Wake County, North Carolina, is a progressive, socially aware human services environment with extensive experience in innovative approaches to service delivery and organizational change. It is recognized as a leader in the process of reinventing government and in outcome-based management techniques. Wake County Human Services was formed in early 1996 with the merger of the Mental Health, Social Services, Developmental Disabilities, Substance Abuse, Public Health and several other human services program areas. The resulting organization employs a staff of over 1,500 and encompasses more than thirty-five major program areas. Wake County initially sought WRMA's help in integrating the data from the more than 35 programs that had been consolidated into the countywide department of human services.
In October 1997, WRMA was chosen by the county to guide its comprehensive Services Integration Enterprise Initiative in a partnership with agency management and county administration. The engagement, which began with an initial strategic planning and analysis phase, became a multi-year project.

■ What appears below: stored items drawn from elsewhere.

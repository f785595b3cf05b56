//! Per-pose fuzzy scorers and the front/back lever split.
//!
//! Each scorer is a pure function of the feature bag: a weighted sum of
//! [`closeness`] sub-signals and hard 0/1 height-order indicators, with
//! weights summing to 1.0 by construction, then clamped to [0, 1].
//! Weights and tolerances are fixed design constants; changing them
//! changes classification behavior for every caller.

use serde::ser::SerializeMap;

use crate::features::PoseFeatures;
use crate::geometry::{clamp01, closeness};
use crate::landmark::{self, Landmark};

// ── Labels ─────────────────────────────────────────────────────────────────

/// The closed set of recognized skill poses.
///
/// Enumeration order is fixed: it is the tie-break order used when two
/// poses score identically (first listed wins).
#[derive(Debug, Clone, Copy, PartialEq, Eq, Hash, serde::Serialize, serde::Deserialize)]
pub enum PoseLabel {
    #[serde(rename = "Full Planche")]
    FullPlanche,
    #[serde(rename = "L-Sit")]
    LSit,
    #[serde(rename = "Front Lever")]
    FrontLever,
    #[serde(rename = "Human Flag")]
    HumanFlag,
    #[serde(rename = "Handstand")]
    Handstand,
    #[serde(rename = "Elbow Lever")]
    ElbowLever,
    #[serde(rename = "Back Lever")]
    BackLever,
}

impl PoseLabel {
    /// All labels in the fixed enumeration (tie-break) order.
    pub const ALL: [PoseLabel; 7] = [
        PoseLabel::FullPlanche,
        PoseLabel::LSit,
        PoseLabel::FrontLever,
        PoseLabel::HumanFlag,
        PoseLabel::Handstand,
        PoseLabel::ElbowLever,
        PoseLabel::BackLever,
    ];

    pub fn as_str(&self) -> &'static str {
        match self {
            PoseLabel::FullPlanche => "Full Planche",
            PoseLabel::LSit => "L-Sit",
            PoseLabel::FrontLever => "Front Lever",
            PoseLabel::HumanFlag => "Human Flag",
            PoseLabel::Handstand => "Handstand",
            PoseLabel::ElbowLever => "Elbow Lever",
            PoseLabel::BackLever => "Back Lever",
        }
    }

    fn index(self) -> usize {
        Self::ALL.iter().position(|&l| l == self).unwrap_or(0)
    }
}

impl std::fmt::Display for PoseLabel {
    fn fmt(&self, f: &mut std::fmt::Formatter<'_>) -> std::fmt::Result {
        f.write_str(self.as_str())
    }
}

// ── Score map ──────────────────────────────────────────────────────────────

/// Per-pose confidences: exactly one entry per [`PoseLabel`], stored in
/// enumeration order. Serializes as a JSON map of label → confidence.
#[derive(Debug, Clone, Copy, PartialEq, Default)]
pub struct ScoreMap {
    scores: [f64; 7],
}

impl ScoreMap {
    pub(crate) fn set(&mut self, label: PoseLabel, score: f64) {
        self.scores[label.index()] = score;
    }

    /// Confidence for one label.
    pub fn get(&self, label: PoseLabel) -> f64 {
        self.scores[label.index()]
    }

    /// All (label, confidence) entries in enumeration order.
    pub fn iter(&self) -> impl Iterator<Item = (PoseLabel, f64)> + '_ {
        PoseLabel::ALL.iter().map(move |&l| (l, self.get(l)))
    }

    /// Entry with the maximum confidence; ties resolve to the label listed
    /// first in [`PoseLabel::ALL`].
    pub fn best(&self) -> (PoseLabel, f64) {
        let mut best = (PoseLabel::ALL[0], self.scores[0]);
        for (label, score) in self.iter().skip(1) {
            if score > best.1 {
                best = (label, score);
            }
        }
        best
    }
}

impl serde::Serialize for ScoreMap {
    fn serialize<S: serde::Serializer>(&self, serializer: S) -> Result<S::Ok, S::Error> {
        let mut map = serializer.serialize_map(Some(7))?;
        for (label, score) in self.iter() {
            map.serialize_entry(label.as_str(), &score)?;
        }
        map.end()
    }
}

// ── Direct scorers ─────────────────────────────────────────────────────────

/// Labels scored directly from the feature bag, with their scorer.
/// Front/Back Lever are produced by the lever split instead.
pub(crate) const DIRECT_SCORERS: [(PoseLabel, fn(&PoseFeatures) -> f64); 5] = [
    (PoseLabel::Handstand, score_handstand),
    (PoseLabel::HumanFlag, score_human_flag),
    (PoseLabel::FullPlanche, score_full_planche),
    (PoseLabel::ElbowLever, score_elbow_lever),
    (PoseLabel::LSit, score_l_sit),
];

/// Mean closeness of the left/right angle pair to `target`.
fn pair_closeness(target: f64, left: f64, right: f64, tol: f64) -> f64 {
    0.5 * (closeness(target, left, tol) + closeness(target, right, tol))
}

fn score_handstand(f: &PoseFeatures) -> f64 {
    // Inversion order: ankles above hips above shoulders above wrists.
    let inverted = if f.ankle_y < f.hip_y && f.hip_y < f.shoulder_y && f.shoulder_y < f.wrist_y {
        1.0
    } else {
        0.0
    };
    let vertical = closeness(90.0, f.body_tilt, 18.0);
    let elbows = pair_closeness(180.0, f.elbow_l, f.elbow_r, 30.0);
    let knees = pair_closeness(180.0, f.knee_l, f.knee_r, 25.0);
    // Hands roughly under the shoulders, wide tolerance.
    let hands_close = closeness(0.6, f.wrist_shoulder_dist, 0.5);

    clamp01(0.35 * inverted + 0.25 * vertical + 0.20 * elbows + 0.15 * knees + 0.05 * hands_close)
}

fn score_human_flag(f: &PoseFeatures) -> f64 {
    // Signature: wrists stacked vertically (large dy, small dx) on a
    // horizontal body.
    let wrists_stacked =
        clamp01((f.wrist_dy - 0.18) / 0.25) * clamp01(1.0 - f.wrist_dx / 0.12);
    let horizontal = closeness(0.0, f.body_tilt, 15.0);
    let knees = pair_closeness(180.0, f.knee_l, f.knee_r, 25.0);
    let elbows = pair_closeness(180.0, f.elbow_l, f.elbow_r, 35.0);

    clamp01(0.45 * wrists_stacked + 0.30 * horizontal + 0.15 * knees + 0.10 * elbows)
}

fn score_full_planche(f: &PoseFeatures) -> f64 {
    let hands_below = if f.wrist_y > f.shoulder_y { 1.0 } else { 0.0 };
    let horizontal = closeness(0.0, f.body_tilt, 15.0);
    let elbows = pair_closeness(180.0, f.elbow_l, f.elbow_r, 25.0);
    let knees = pair_closeness(180.0, f.knee_l, f.knee_r, 25.0);
    // Wrists close under the shoulders (planche support position).
    let support = closeness(0.5, f.wrist_shoulder_dist, 0.35);

    clamp01(0.25 * hands_below + 0.30 * horizontal + 0.25 * elbows + 0.10 * knees + 0.10 * support)
}

fn score_elbow_lever(f: &PoseFeatures) -> f64 {
    // Horizontal like a planche, but with deliberately bent elbows (~95°).
    let horizontal = closeness(0.0, f.body_tilt, 18.0);
    let elbows_bent = pair_closeness(95.0, f.elbow_l, f.elbow_r, 35.0);
    let knees = pair_closeness(180.0, f.knee_l, f.knee_r, 35.0);
    let hands_below = if f.wrist_y > f.shoulder_y { 1.0 } else { 0.0 };

    clamp01(0.35 * horizontal + 0.35 * elbows_bent + 0.15 * knees + 0.15 * hands_below)
}

fn score_l_sit(f: &PoseFeatures) -> f64 {
    let torso_vertical = closeness(90.0, f.torso_tilt, 20.0);
    let legs_horizontal = closeness(0.0, f.body_tilt, 18.0);
    // Legs raised to hip height.
    let legs_raised = closeness(0.0, (f.hip_y - f.ankle_y).abs(), 0.10);
    let elbows = pair_closeness(180.0, f.elbow_l, f.elbow_r, 30.0);
    let hands_below = if f.wrist_y > f.shoulder_y { 1.0 } else { 0.0 };

    clamp01(
        0.25 * torso_vertical
            + 0.25 * legs_horizontal
            + 0.20 * legs_raised
            + 0.20 * elbows
            + 0.10 * hands_below,
    )
}

// ── Lever scoring and front/back split ─────────────────────────────────────

/// Generic lever: horizontal body hanging from an overhead bar with
/// straight limbs. Split into Front/Back Lever by [`split_lever_score`].
pub(crate) fn score_lever_generic(f: &PoseFeatures) -> f64 {
    let horizontal = closeness(0.0, f.body_tilt, 15.0);
    let hands_above = if f.wrist_y < f.shoulder_y { 1.0 } else { 0.0 };
    let elbows = pair_closeness(180.0, f.elbow_l, f.elbow_r, 30.0);
    let knees = pair_closeness(180.0, f.knee_l, f.knee_r, 30.0);

    clamp01(0.40 * horizontal + 0.20 * hands_above + 0.20 * elbows + 0.20 * knees)
}

/// Coarse front-vs-back orientation hint from raw depth coordinates.
///
/// MediaPipe z is only roughly "depth", so this stays deliberately soft:
/// positive leans front (face closer to the camera than the hips),
/// negative leans back.
fn front_back_hint(lms: &[Landmark]) -> f64 {
    let shoulder_z =
        0.5 * (lms[landmark::LEFT_SHOULDER].z + lms[landmark::RIGHT_SHOULDER].z);
    let hip_z = 0.5 * (lms[landmark::LEFT_HIP].z + lms[landmark::RIGHT_HIP].z);
    let nose_z = lms[landmark::NOSE].z;

    (hip_z - nose_z) + 0.3 * (hip_z - shoulder_z)
}

/// Split the generic lever score into (front, back) confidences.
///
/// The two weights are each clamped to [0, 1] independently and do NOT
/// sum to 1; the asymmetric soft split is intentional and must not be
/// normalized.
pub(crate) fn split_lever_score(lever_score: f64, lms: &[Landmark]) -> (f64, f64) {
    let hint = front_back_hint(lms);
    let front_weight = clamp01(0.5 + 0.25 * hint);
    let back_weight = clamp01(0.5 - 0.25 * hint);
    (
        clamp01(lever_score * front_weight),
        clamp01(lever_score * back_weight),
    )
}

WRMA's duties during the first phase of this engagement included both programmatic and technical aspects of services integration and business process re-engineering, as well as management-level consultation on such diverse topics as privatization, organizational capacity building and development, best practice, and information technology infrastructure issues. The first phase culminated in July 1998 with the completion of a multi-year strategic plan that presented various approaches for integrating the service programs and developing an organizational infrastructure that could support the services integration effort. After acceptance of the plan, WRMA was awarded an additional multi-year contract to help WCHS implement the findings and recommendations of the strategic plan.
One of the first activities undertaken by WRMA under the implementation contract was the design, development and implementation of an agency-wide performance measurement system in conjunction with WCHS staff. The system went operational within a year with quarterly and/or annual reporting against the outcome measures and indicators established by the service components of WCHS.
WRMA's implementation phase responsibilities included:
- Assistance in establishing an organizational entity, the Information Management Unit, with responsibility for implementing agency-required information systems capabilities,
- Executive coaching of the WCHS management team on a wide range of programmatic and organizational issues,
- Training the agency's Change Management Team on project and technical management practice, and
- Working to improve the agency's capacity to develop and implement new service models in the context of services integration.
It also included the development of a Master Client Index for all of the programs administered by the Human Services Agency.